Given line equation of 2-order:
$$4 x^{2} - 5 y^{2} + 32 x + 30 y - 1 = 0$$
This equation looks like:
$$a_{11} x^{2} + 2 a_{12} x y + a_{22} y^{2} + 2 a_{13} x + 2 a_{23} y + a_{33} = 0$$
where
$$a_{11} = 4$$
$$a_{12} = 0$$
$$a_{13} = 16$$
$$a_{22} = -5$$
$$a_{23} = 15$$
$$a_{33} = -1$$
To calculate the determinant
$$\Delta = \left|\begin{matrix}a_{11} & a_{12}\\a_{12} & a_{22}\end{matrix}\right|$$
or, substitute
$$\Delta = \left|\begin{matrix}4 & 0\\0 & -5\end{matrix}\right|$$
$$\Delta = -20$$
Because
$$\Delta$$
is not equal to 0, then
find the center of the canonical coordinate system.
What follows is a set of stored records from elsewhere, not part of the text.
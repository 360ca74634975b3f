//! Assembly of candidate spans per node.
//!
//! Entity fragments contribute first, so an entity root keeps the spans
//! derived from its operator tokens rather than its own direct alignment.
//! Every other aligned node follows with its merged spans.

use std::collections::BTreeSet;

use indexmap::IndexMap;
use tracing::{debug, trace};

use super::entity::{all_aligned_spans, remove_redundant};
use super::reconcile::NodeMapping;
use crate::base::{NodeIdx, TokenSpan};
use crate::graph::SemanticGraph;

/// How entity fragments found their spans.
#[derive(Clone, Copy, Debug, Default, PartialEq, Eq)]
pub struct EntityAlignmentCounts {
    pub total: usize,
    /// Entities realized by exactly one span.
    pub single: usize,
    /// Entities realized by several spans.
    pub multiple: usize,
    /// Entities with no aligned token.
    pub empty: usize,
}

impl EntityAlignmentCounts {
    pub fn add(&mut self, other: &EntityAlignmentCounts) {
        self.total += other.total;
        self.single += other.single;
        self.multiple += other.multiple;
        self.empty += other.empty;
    }
}

#[derive(Clone, Debug, Default)]
pub struct CandidateSpans {
    pub spans: IndexMap<NodeIdx, Vec<TokenSpan>>,
    pub entities: EntityAlignmentCounts,
}

/// Gather candidate spans for every node of the sentence.
pub fn collect_candidates<S: AsRef<str>>(
    graph: &SemanticGraph,
    tokens: &[S],
    mapping: &NodeMapping,
) -> CandidateSpans {
    let unaligned: BTreeSet<usize> = (0..tokens.len())
        .filter(|t| !mapping.aligned.contains(t))
        .collect();

    let mut out = CandidateSpans::default();
    for (frag, label) in graph.extract_entities() {
        if mapping.op_toks.is_empty() {
            debug!(entity = %label, "no operator alignment for entity");
        }
        out.entities.total += 1;

        let found = all_aligned_spans(&frag, &mapping.op_toks, &mapping.role_toks, &unaligned);
        let entry = out.spans.entry(frag.root()).or_default();
        if found.spans.is_empty() {
            out.entities.empty += 1;
            continue;
        }

        let mention = graph.named_entity_mention(frag.root());
        let spans = remove_redundant(tokens, found.spans, &mention);
        if spans.len() == 1 {
            out.entities.single += 1;
        } else {
            out.entities.multiple += 1;
            trace!(entity = %label, aligned = ?found.aligned, "entity spread over several spans");
        }
        entry.extend(spans);
    }

    for (&node, spans) in &mapping.node_spans {
        if out.spans.contains_key(&node) {
            continue;
        }
        if spans.len() > 1 {
            trace!(%node, concept = graph.node(node).node_str(), ?spans, "node aligned to several spans");
        }
        out.spans.insert(node, spans.clone());
    }
    out
}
To do it, solve the system of equations
$$a_{11} x_{0} + a_{12} y_{0} + a_{13} = 0$$
$$a_{12} x_{0} + a_{22} y_{0} + a_{23} = 0$$
substitute coefficients
$$4 x_{0} + 16 = 0$$
$$- 5 y_{0} + 15 = 0$$
then
$$x_{0} = -4$$
$$y_{0} = 3$$
Thus, we have the equation in the coordinate system O'x'y'
$$a_{11} x'^{2} + 2 a_{12} x' y' + a_{22} y'^{2} + a'_{33} = 0$$
where
$$a'_{33} = a_{13} x_{0} + a_{23} y_{0} + a_{33}$$
or
$$a'_{33} = 16 x_{0} + 15 y_{0} - 1$$
$$a'_{33} = -20$$
then The equation is transformed to
$$4 x'^{2} - 5 y'^{2} - 20 = 0$$
Given equation is hyperbole
$$\frac{\tilde x^{2}}{5} - \frac{\tilde y^{2}}{4} = 1$$
- reduced to canonical form
The center of canonical coordinate system at point O
(-4, 3)
Basis of the canonical coordinate system
$$\vec e_{1} = \left( 1, \ 0\right)$$
$$\vec e_{2} = \left( 0, \ 1\right)$$